◆ **Exercise**
Of the lines below, report only those that contain "PendOutcome".
═════ Dataset content ═════
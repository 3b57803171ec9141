//! Shared state and helpers for one engine call.
//!
//! A [`PendContext`] borrows the three tables of an open transaction. All
//! lookups that cross the committed/target namespaces go through it.

use std::collections::HashSet;
use std::path::{Path, PathBuf};
use std::time::{SystemTime, UNIX_EPOCH};

use lws_pathtree::{server_path, RecursionType};
use lws_tables::{
    ChangeType, ItemType, LocalVersionEntry, LocalVersionTable, Mapping, PendingChange,
    PendingChangesTable, RowId, WorkspaceProperties,
};

use crate::failure::{Failure, FailureKind};
use crate::operation::{GetOperation, ItemSpec, PendOutcome, PendResult};

pub(crate) struct PendContext<'t> {
    pub props: &'t WorkspaceProperties,
    pub lv: &'t mut LocalVersionTable,
    pub pc: &'t mut PendingChangesTable,
    pub max_server_path: usize,
}

/// An item spec resolved into the target namespace.
#[derive(Debug, Clone)]
pub(crate) struct ParsedSpec {
    /// The spec as given, for failure records
    pub item: String,
    /// Target server path of the root (the folder holding a wildcard)
    pub root: String,
    /// Local root when the spec was a local path
    pub local_root: Option<PathBuf>,
    pub pattern: Option<String>,
    pub recursion: RecursionType,
}

impl ParsedSpec {
    pub fn is_server_item(&self) -> bool {
        self.local_root.is_none()
    }

    /// Whether a target path falls inside this spec.
    pub fn matches_target(&self, target: &str) -> bool {
        matches_under(&self.root, target, self.pattern.as_deref(), self.recursion)
    }

    /// Whether a local path falls inside this spec.
    pub fn matches_local(&self, local: &Path) -> bool {
        let Some(root) = &self.local_root else {
            return false;
        };
        if !lws_pathtree::local_path::is_child(root, local) {
            return false;
        }
        let depth = local.components().count() - root.components().count();
        let name = local
            .file_name()
            .map(|n| n.to_string_lossy().into_owned())
            .unwrap_or_default();
        match &self.pattern {
            Some(pattern) => {
                depth >= 1
                    && (depth == 1 || self.recursion == RecursionType::Full)
                    && server_path::matches_pattern(&name, pattern)
            }
            None => depth <= self.recursion.depth(),
        }
    }
}

fn matches_under(root: &str, target: &str, pattern: Option<&str>, recursion: RecursionType) -> bool {
    if !server_path::is_child(root, target) {
        return false;
    }
    let depth = server_path::depth(target) - server_path::depth(root);
    match pattern {
        Some(pattern) => {
            depth >= 1
                && (depth == 1 || recursion == RecursionType::Full)
                && server_path::matches_pattern(server_path::file_name(target), pattern)
        }
        None => depth <= recursion.depth(),
    }
}

/// One local version row seen through its target path.
#[derive(Debug, Clone)]
pub(crate) struct ItemView {
    pub id: RowId,
    pub target: String,
    pub is_directory: bool,
    pub is_committed: bool,
    pub is_deleted: bool,
}

impl<'t> PendContext<'t> {
    // ========================================================================
    // Translation
    // ========================================================================

    pub fn local_for(&self, server_item: &str) -> Option<PathBuf> {
        self.props.server_to_local(server_item).mapped()
    }

    /// Target path of an lv row.
    pub fn target_of(&self, entry: &LocalVersionEntry) -> String {
        if entry.is_committed() {
            self.pc.target_for(&entry.server_item)
        } else {
            entry.server_item.clone()
        }
    }

    /// Server path of a local item: its lv row when it has one, the working
    /// folders otherwise.
    pub fn resolve_local(&self, local: &Path) -> Mapping<String> {
        if let Some((_, entry)) = self.lv.get_by_local(local) {
            return Mapping::Mapped(self.target_of(entry));
        }
        self.props.local_to_server(local)
    }

    pub fn pc_for_lv(&self, entry: &LocalVersionEntry) -> Option<(RowId, &PendingChange)> {
        if entry.is_committed() {
            self.pc.get_by_committed(&entry.server_item)
        } else {
            self.pc.get_by_target(&entry.server_item)
        }
    }

    pub fn lv_for_pc(&self, pc: &PendingChange) -> Option<(RowId, &LocalVersionEntry)> {
        match &pc.committed_server_item {
            Some(committed) => self.lv.get_by_server(committed, true),
            None => self.lv.get_by_server(&pc.target_server_item, false),
        }
    }

    pub fn check_length(&self, server_item: &str) -> Result<(), Failure> {
        if server_path::server_length(server_item) > self.max_server_path {
            return Err(Failure::new(FailureKind::RepositoryPathTooLong, server_item));
        }
        Ok(())
    }

    // ========================================================================
    // Item specs
    // ========================================================================

    pub fn parse_spec(&self, spec: &ItemSpec) -> Result<ParsedSpec, Failure> {
        let raw = spec.item.trim();
        if server_path::is_server_path(raw) {
            let canonical = server_path::canonicalize(raw)
                .map_err(|_| Failure::new(FailureKind::InvalidPath, raw))?;
            let (root, pattern) = if server_path::is_wildcard(&canonical) {
                let parent = server_path::parent(&canonical)
                    .ok_or_else(|| Failure::new(FailureKind::InvalidPath, raw))?;
                (parent, Some(server_path::file_name(&canonical).to_string()))
            } else {
                (canonical, None)
            };
            return Ok(ParsedSpec {
                item: raw.to_string(),
                root,
                local_root: None,
                pattern,
                recursion: spec.recursion,
            });
        }

        let path = PathBuf::from(raw);
        if !path.is_absolute() {
            return Err(Failure::new(FailureKind::InvalidPath, raw));
        }
        let name = path
            .file_name()
            .map(|n| n.to_string_lossy().into_owned())
            .unwrap_or_default();
        let (local_root, pattern) = if name.contains('*') || name.contains('?') {
            let parent = path
                .parent()
                .map(Path::to_path_buf)
                .ok_or_else(|| Failure::new(FailureKind::InvalidPath, raw))?;
            (parent, Some(name))
        } else {
            (path, None)
        };
        let root = match self.resolve_local(&local_root) {
            Mapping::Mapped(server) => server,
            Mapping::Cloaked => return Err(Failure::new(FailureKind::ItemCloaked, raw)),
            Mapping::NotMapped => return Err(Failure::new(FailureKind::ItemNotMapped, raw)),
        };
        Ok(ParsedSpec {
            item: raw.to_string(),
            root,
            local_root: Some(local_root),
            pattern,
            recursion: spec.recursion,
        })
    }

    /// Rows matched by a parsed spec, in target order.
    pub fn expand(&self, parsed: &ParsedSpec, include_deleted: bool) -> Vec<ItemView> {
        let depth = match (&parsed.pattern, parsed.recursion) {
            (Some(_), RecursionType::Full) => usize::MAX,
            (Some(_), _) => 1,
            (None, recursion) => recursion.depth(),
        };
        self.items_under(&parsed.root, depth, include_deleted)
            .into_iter()
            .filter(|item| parsed.matches_target(&item.target))
            .collect()
    }

    /// Top-most rows matched by a spec: rows beneath another matched
    /// folder are dropped.
    pub fn expand_roots(&self, parsed: &ParsedSpec, include_deleted: bool) -> Vec<ItemView> {
        let mut roots: Vec<ItemView> = Vec::new();
        for item in self.expand(parsed, include_deleted) {
            let covered = roots
                .iter()
                .any(|r| r.is_directory && server_path::is_child(&r.target, &item.target));
            if !covered {
                roots.push(item);
            }
        }
        roots
    }

    /// Every lv row whose target path is at or beneath `target`, down to
    /// `depth` levels, in target order.
    pub fn items_under(&self, target: &str, depth: usize, include_deleted: bool) -> Vec<ItemView> {
        let base_depth = server_path::depth(target);
        let within = |t: &str| {
            server_path::is_child(target, t) && server_path::depth(t) - base_depth <= depth
        };
        let scan_depth = if self.pc.has_renames() { usize::MAX } else { depth };

        let mut seen: HashSet<RowId> = HashSet::new();
        let mut items = Vec::new();
        let mut push = |id: RowId, entry: &LocalVersionEntry, t: String, items: &mut Vec<ItemView>| {
            if seen.insert(id) {
                items.push(ItemView {
                    id,
                    target: t,
                    is_directory: entry.is_directory(),
                    is_committed: entry.is_committed(),
                    is_deleted: entry.is_deleted(),
                });
            }
        };

        if let Some(committed) = self.pc.committed_for(target) {
            for (id, entry) in self.lv.query_by_server(&committed, scan_depth, include_deleted) {
                if !entry.is_committed() {
                    continue;
                }
                let t = self.pc.target_for(&entry.server_item);
                if within(&t) {
                    push(id, entry, t, &mut items);
                }
            }
        }

        // Items renamed into the subtree from elsewhere
        if self.pc.has_renames() {
            for (_, pc) in self.pc.query_by_target(target, depth) {
                let Some(committed) = pc.committed_server_item.as_deref() else {
                    continue;
                };
                if !pc.is_rename() {
                    continue;
                }
                for (id, entry) in self.lv.query_by_server(committed, usize::MAX, include_deleted) {
                    if !entry.is_committed() {
                        continue;
                    }
                    let t = self.pc.target_for(&entry.server_item);
                    if within(&t) {
                        push(id, entry, t, &mut items);
                    }
                }
            }
        }

        for (id, entry) in self.lv.query_by_server(target, depth, include_deleted) {
            if !entry.is_committed() {
                push(id, entry, entry.server_item.clone(), &mut items);
            }
        }

        items.sort_by(|a, b| server_path::compare(&a.target, &b.target));
        items
    }

    // ========================================================================
    // Building rows and operations
    // ========================================================================

    pub fn operation_for(
        &self,
        entry: &LocalVersionEntry,
        pending: Option<(RowId, &PendingChange)>,
        target: &str,
    ) -> GetOperation {
        GetOperation {
            source_server_item: entry.server_item.clone(),
            target_server_item: target.to_string(),
            source_local_item: if entry.is_deleted() {
                None
            } else {
                entry.local_item.clone()
            },
            target_local_item: self.local_for(target),
            change_type: pending.map(|(_, pc)| pc.change_type).unwrap_or_default(),
            item_type: if entry.is_directory() {
                ItemType::Folder
            } else {
                ItemType::File
            },
            item_id: entry.item_id,
            version_local: if entry.is_deleted() { 0 } else { entry.version },
            version_server: entry.version,
            encoding: pending.map(|(_, pc)| pc.encoding).unwrap_or(entry.encoding),
            hash: entry.hash,
            length: entry.length,
            baseline_file_guid: entry.baseline_file_guid,
            pending_change_id: pending.map(|(id, _)| id),
            deletion_id: pending.map(|(_, pc)| pc.deletion_id).unwrap_or(0),
            properties: pending
                .filter(|(_, pc)| pc.is_property())
                .map(|(_, pc)| pc.properties.clone())
                .unwrap_or_else(|| entry.properties.clone()),
        }
    }
}

/// A fresh pending change for an lv row now at `target`.
pub(crate) fn pending_change_for(entry: &LocalVersionEntry, target: &str, change_type: ChangeType) -> PendingChange {
    let item_type = if entry.is_directory() {
        ItemType::Folder
    } else {
        ItemType::File
    };
    let committed = entry.is_committed().then(|| entry.server_item.clone());
    let mut pc = PendingChange::new(target, committed, change_type, item_type);
    pc.version = entry.version;
    pc.item_id = entry.item_id;
    pc.encoding = entry.encoding;
    pc.hash = entry.hash;
    pc.creation_date = now_millis();
    pc
}

pub(crate) fn now_millis() -> i64 {
    SystemTime::now()
        .duration_since(UNIX_EPOCH)
        .map(|d| d.as_millis() as i64)
        .unwrap_or(0)
}

/// Case-folded key for de-duplicating server paths.
pub(crate) fn fold_key(server_item: &str) -> String {
    server_path::segments(server_item)
        .map(str::to_lowercase)
        .collect::<Vec<_>>()
        .join("/")
}

/// Accumulates the operations and failures of one batch.
#[derive(Debug, Default)]
pub(crate) struct Batch {
    pub result: PendResult,
    /// Whether any table was mutated
    pub changed: bool,
    seen: HashSet<String>,
}

impl Batch {
    pub fn fail(&mut self, failure: Failure) {
        self.result.failures.push(failure);
    }

    /// Record an operation unless one for the same target was already
    /// recorded.
    pub fn push_op(&mut self, op: GetOperation) {
        if self.seen.insert(fold_key(&op.target_server_item)) {
            self.result.operations.push(op);
        }
    }

    pub fn extend(&mut self, result: PendResult) {
        for op in result.operations {
            self.push_op(op);
        }
        self.result.failures.extend(result.failures);
    }

    pub fn finish(self) -> PendOutcome {
        PendOutcome::from_result(self.result, self.changed)
    }
}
═════
◆ **Written solution**
use crate::operation::{GetOperation, ItemSpec, PendOutcome, PendResult};
    pub fn finish(self) -> PendOutcome {
        PendOutcome::from_result(self.result, self.changed)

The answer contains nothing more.